Moreover, experience under Canada’s Special Access Program illustrates how case-by-case authorization for psilocybin requires extensive clinical justification, administrative coordination, and institutional oversight, all of which consume substantial professional and organizational resources (Garel et al. Reference Garel, Plourde and Greenway2025). Without a transition toward a more streamlined regulatory model, the costs associated with access to psilocybin may outweigh potential savings from reduced health care utilization, limiting the sustainability of PAT.
In Québec, which currently reports the highest rates of medical assistance in dying (MAiD) worldwide (Commission sur les soins de fin de vie 2025), these economic considerations are particularly relevant. Requests for MAiD often arise in contexts of profound and multifaceted distress, in which existential dimensions coexist with physical symptoms (Downar et al. Reference Downar, MacDonald and Buchman2023). Such distress may be preceded by high and costly health care utilization, including repeated consultations, complex pharmacotherapy, and sustained involvement of interdisciplinary teams.
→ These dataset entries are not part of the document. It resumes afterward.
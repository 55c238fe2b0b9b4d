//! Stall detection and bounded self-healing.
//!
//! A periodic sweep, independent of the jobs themselves, flags running
//! batches whose heartbeat has gone silent past an adaptive threshold
//! and clears the stale lease they left behind so the next scheduled
//! invocation resumes from the persisted cursor. Healing is bounded per
//! batch id; past the cap the batch is left hard-failed for an operator.

use std::collections::HashMap;
use std::sync::Arc;
use std::time::Duration;

use chrono::Utc;
use serde_json::json;
use tokio::sync::mpsc;
use tokio::time::sleep;
use tracing::{debug, info, instrument, warn};

use folio_core::{
    defaults, AuditEventKind, BatchMetricsRepository, CheckpointRepository, Error, JobKind,
    Result, StallSweepReport,
};
use folio_core::traits::{audit_best_effort, heartbeat_age};

use crate::registry::PipelineRegistry;
use crate::stores::StoreHandles;

/// Configuration for the stall detector.
#[derive(Debug, Clone)]
pub struct StallConfig {
    /// Interval between sweeps.
    pub sweep_interval: Duration,
    /// Fixed floor for the stall threshold.
    pub threshold_floor: Duration,
    /// Completed batches required before the adaptive p95 is trusted.
    pub min_samples: i64,
    /// Maximum self-heals per batch id.
    pub max_heal_attempts: i32,
    /// Refresh the cached duration statistics every N sweeps.
    pub stats_refresh_sweeps: u32,
}

impl Default for StallConfig {
    fn default() -> Self {
        Self {
            sweep_interval: Duration::from_secs(defaults::STALL_SWEEP_INTERVAL_SECS),
            threshold_floor: Duration::from_secs(defaults::STALL_THRESHOLD_FLOOR_SECS),
            min_samples: defaults::STALL_MIN_SAMPLES,
            max_heal_attempts: defaults::MAX_SELF_HEAL_ATTEMPTS,
            stats_refresh_sweeps: defaults::STALL_STATS_REFRESH_SWEEPS,
        }
    }
}

impl StallConfig {
    /// Create config from environment variables (with defaults).
    ///
    /// | Variable | Default | Description |
    /// |----------|---------|-------------|
    /// | `FOLIO_STALL_SWEEP_SECS` | `300` | Sweep interval |
    /// | `FOLIO_STALL_FLOOR_SECS` | `600` | Threshold floor |
    /// | `FOLIO_MAX_SELF_HEALS` | `3` | Heal cap per batch |
    pub fn from_env() -> Self {
        let mut config = Self::default();

        if let Ok(val) = std::env::var("FOLIO_STALL_SWEEP_SECS") {
            if let Ok(secs) = val.parse::<u64>() {
                config.sweep_interval = Duration::from_secs(secs.max(1));
            }
        }
        if let Ok(val) = std::env::var("FOLIO_STALL_FLOOR_SECS") {
            if let Ok(secs) = val.parse::<u64>() {
                config.threshold_floor = Duration::from_secs(secs.max(1));
            }
        }
        if let Ok(val) = std::env::var("FOLIO_MAX_SELF_HEALS") {
            if let Ok(n) = val.parse::<i32>() {
                config.max_heal_attempts = n.max(0);
            }
        }

        config
    }

    pub fn with_sweep_interval(mut self, interval: Duration) -> Self {
        self.sweep_interval = interval;
        self
    }

    pub fn with_threshold_floor(mut self, floor: Duration) -> Self {
        self.threshold_floor = floor;
        self
    }

    pub fn with_min_samples(mut self, samples: i64) -> Self {
        self.min_samples = samples;
        self
    }

    pub fn with_max_heal_attempts(mut self, attempts: i32) -> Self {
        self.max_heal_attempts = attempts;
        self
    }
}

/// The stall threshold for a kind: the greater of the fixed floor and
/// the p95 of its historical batch durations (when enough history
/// exists).
pub fn stall_threshold(floor: Duration, p95_secs: Option<f64>) -> Duration {
    match p95_secs {
        Some(p95) if p95 > floor.as_secs_f64() => Duration::from_secs_f64(p95),
        _ => floor,
    }
}

/// Handle for controlling a running stall detector.
pub struct StallDetectorHandle {
    shutdown_tx: mpsc::Sender<()>,
}

impl StallDetectorHandle {
    /// Signal the detector to shut down gracefully.
    pub async fn shutdown(&self) -> Result<()> {
        self.shutdown_tx
            .send(())
            .await
            .map_err(|_| Error::Internal("Failed to send shutdown signal".into()))
    }
}

/// Periodic stall sweep over all monitored pipeline kinds.
pub struct StallDetector {
    stores: StoreHandles,
    registry: Arc<PipelineRegistry>,
    config: StallConfig,
    /// Cached p95 duration per kind, refreshed every N sweeps.
    stats: HashMap<JobKind, f64>,
    sweeps_until_refresh: u32,
}

impl StallDetector {
    /// Create a new detector.
    pub fn new(stores: StoreHandles, registry: Arc<PipelineRegistry>, config: StallConfig) -> Self {
        Self {
            stores,
            registry,
            config,
            stats: HashMap::new(),
            sweeps_until_refresh: 0,
        }
    }

    /// Start the sweep loop and return a handle for control.
    pub fn start(mut self) -> StallDetectorHandle {
        let (shutdown_tx, mut shutdown_rx) = mpsc::channel(1);
        let interval = self.config.sweep_interval;

        tokio::spawn(async move {
            info!(
                subsystem = "stall",
                sweep_interval_secs = interval.as_secs(),
                "Stall detector started"
            );
            loop {
                tokio::select! {
                    _ = shutdown_rx.recv() => {
                        info!(subsystem = "stall", "Stall detector stopped");
                        break;
                    }
                    _ = sleep(interval) => {
                        if let Err(e) = self.sweep().await {
                            warn!(subsystem = "stall", error = %e, "sweep failed");
                        }
                    }
                }
            }
        });

        StallDetectorHandle { shutdown_tx }
    }

    /// Run one sweep. Public so operators and tests can trigger it
    /// directly.
    #[instrument(skip(self), fields(subsystem = "stall", component = "sweeper"))]
    pub async fn sweep(&mut self) -> Result<StallSweepReport> {
        if self.sweeps_until_refresh == 0 {
            self.refresh_stats().await;
            self.sweeps_until_refresh = self.config.stats_refresh_sweeps;
        }
        self.sweeps_until_refresh -= 1;

        let now = Utc::now();
        let mut report = StallSweepReport::default();

        for batch in self.stores.batches.running().await? {
            report.checked += 1;

            let threshold = stall_threshold(
                self.config.threshold_floor,
                self.stats.get(&batch.pipeline_kind).copied(),
            );
            let age = heartbeat_age(batch.last_heartbeat_at, now);
            if age <= threshold {
                continue;
            }
            report.stalled += 1;
            if let Err(e) = self.stores.batches.mark_stalled(batch.id).await {
                warn!(batch_id = %batch.id, error = %e, "failed to flag stalled batch");
            }

            let Some(entry) = self.registry.job_for_kind(batch.pipeline_kind) else {
                warn!(
                    batch_id = %batch.id,
                    pipeline_kind = batch.pipeline_kind.as_str(),
                    "stalled batch of an unmonitored kind, leaving untouched"
                );
                continue;
            };
            let job_name = entry.spec.job_name.as_str();

            if batch.heal_attempts >= self.config.max_heal_attempts {
                // Healing budget spent: stop intervening so an
                // unrecoverable job cannot burn cycles forever.
                if let Err(e) = self.stores.batches.mark_failed(batch.id).await {
                    warn!(batch_id = %batch.id, error = %e, "failed to hard-fail batch");
                    continue;
                }
                audit_best_effort(
                    self.stores.audit.as_ref(),
                    AuditEventKind::SelfHeal,
                    job_name,
                    json!({
                        "batch_id": batch.id,
                        "outcome": "exhausted",
                        "heal_attempts": batch.heal_attempts,
                        "heartbeat_age_secs": age.as_secs(),
                    }),
                )
                .await;
                report.exhausted += 1;
                warn!(
                    job_name,
                    batch_id = %batch.id,
                    heal_attempts = batch.heal_attempts,
                    "heal attempts exhausted, batch left failed"
                );
                continue;
            }

            // A fresh checkpoint heartbeat means the job resumed after
            // this batch went silent; its lease is live, not stale.
            if let Some(cp) = self.stores.checkpoints.get(job_name).await? {
                if cp.is_running && heartbeat_age(cp.updated_at, now) <= threshold {
                    debug!(job_name, batch_id = %batch.id, "job resumed, skipping heal");
                    report.resumed += 1;
                    continue;
                }
            }

            // Atomic clear-only-if-held: false means there was no lease
            // left behind (crash after release); the batch is still
            // closed out so it is not re-flagged every sweep.
            let lease_cleared = self.stores.checkpoints.heal(job_name).await?;

            let attempts = self.stores.batches.mark_self_healed(batch.id).await?;
            audit_best_effort(
                self.stores.audit.as_ref(),
                AuditEventKind::SelfHeal,
                job_name,
                json!({
                    "batch_id": batch.id,
                    "outcome": "healed",
                    "lease_cleared": lease_cleared,
                    "heal_attempts": attempts,
                    "heartbeat_age_secs": age.as_secs(),
                    "threshold_secs": threshold.as_secs(),
                }),
            )
            .await;
            report.healed += 1;
            info!(
                job_name,
                batch_id = %batch.id,
                heartbeat_age_secs = age.as_secs(),
                threshold_secs = threshold.as_secs(),
                heal_attempts = attempts,
                "stalled batch self-healed"
            );
        }

        Ok(report)
    }

    /// Refresh the cached per-kind duration statistics used for
    /// adaptive thresholding.
    async fn refresh_stats(&mut self) {
        for entry in self.registry.entries() {
            let kind = entry.spec.kind;
            match self
                .stores
                .batches
                .duration_p95_secs(kind, self.config.min_samples)
                .await
            {
                Ok(Some(p95)) => {
                    debug!(
                        pipeline_kind = kind.as_str(),
                        p95_secs = p95,
                        "refreshed duration stats"
                    );
                    self.stats.insert(kind, p95);
                }
                Ok(None) => {
                    self.stats.remove(&kind);
                }
                Err(e) => {
                    warn!(pipeline_kind = kind.as_str(), error = %e, "stats refresh failed");
                }
            }
        }
    }
}

#[cfg(test)]
mod tests {
    use super::*;

    #[test]
    fn test_threshold_uses_floor_without_history() {
        let floor = Duration::from_secs(600);
        assert_eq!(stall_threshold(floor, None), floor);
    }

    #[test]
    fn test_threshold_uses_floor_when_p95_is_smaller() {
        let floor = Duration::from_secs(600);
        assert_eq!(stall_threshold(floor, Some(45.0)), floor);
    }

    #[test]
    fn test_threshold_uses_p95_when_larger() {
        let floor = Duration::from_secs(600);
        assert_eq!(
            stall_threshold(floor, Some(1800.0)),
            Duration::from_secs(1800)
        );
    }

    #[test]
    fn test_stall_config_from_defaults() {
        let config = StallConfig::default();
        assert_eq!(config.max_heal_attempts, defaults::MAX_SELF_HEAL_ATTEMPTS);
        assert!(config.sweep_interval < config.threshold_floor);
    }

    #[test]
    fn test_stall_config_builder() {
        let config = StallConfig::default()
            .with_sweep_interval(Duration::from_secs(5))
            .with_threshold_floor(Duration::from_secs(30))
            .with_min_samples(2)
            .with_max_heal_attempts(1);

        assert_eq!(config.sweep_interval, Duration::from_secs(5));
        assert_eq!(config.threshold_floor, Duration::from_secs(30));
        assert_eq!(config.min_samples, 2);
        assert_eq!(config.max_heal_attempts, 1);
    }
}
Without questioning the legitimacy of MAiD or patients’ rights to access it, this observation invites reflection on whether greater attention to interventions that durably alleviate existential distress earlier in the illness trajectory might contribute to more stable decision-making and, potentially, to more efficient use of health care resources.
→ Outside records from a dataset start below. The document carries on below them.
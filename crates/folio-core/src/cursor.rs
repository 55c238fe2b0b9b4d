//! Typed resumption cursors.
//!
//! The checkpoint row stores the cursor as an opaque JSON blob so the
//! storage layer never needs a schema change when a job kind evolves.
//! Business logic never touches the blob: it is decoded into a
//! `CursorState` immediately after load and re-encoded on save.

use serde::{Deserialize, Serialize};
use serde_json::Value as JsonValue;

/// Resumable position of a job, one variant per cursor shape.
#[derive(Debug, Clone, PartialEq, Serialize, Deserialize)]
#[serde(tag = "kind", rename_all = "snake_case")]
pub enum CursorState {
    /// No progress yet; start from the beginning of the source.
    Start,
    /// Sources paginated by a monotonically increasing record id.
    IdOffset { last_id: i64 },
    /// Sources paginated by page number.
    Page { page: u32, page_size: u32 },
    /// Sources that hand back an opaque continuation token.
    Token { token: String },
    /// Sources walked segment-by-segment (e.g. one wiki category at a
    /// time) with a position inside the current segment.
    Segmented { segment: String, position: i64 },
}

impl Default for CursorState {
    fn default() -> Self {
        CursorState::Start
    }
}

impl CursorState {
    /// Encode for the storage boundary.
    pub fn to_json(&self) -> JsonValue {
        // Serialization of a tagged unit/struct enum cannot fail.
        serde_json::to_value(self).unwrap_or(JsonValue::Null)
    }

    /// Decode from the storage boundary.
    ///
    /// Returns `None` for an unrecognized or corrupt blob; callers fall
    /// back to `Start`, which is safe because downstream writes are
    /// idempotent upserts.
    pub fn from_json(value: &JsonValue) -> Option<Self> {
        serde_json::from_value(value.clone()).ok()
    }

    pub fn is_start(&self) -> bool {
        matches!(self, CursorState::Start)
    }
}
Recognizing existential suffering as a legitimate economic issue invites a re-examination of how end-of-life interventions are assessed. This does not require opposing humanistic values to economic responsibility. Rather, it acknowledges that how a society responds to suffering directly shapes the organization, efficiency, and sustainability of its health care system. As growing numbers of people live for extended periods with life-threatening illnesses, failing to address existential distress as a determinant of care trajectories may perpetuate structural inefficiencies at considerable human and economic cost.
Competing interests
The authors have no conflicts of interest to disclose.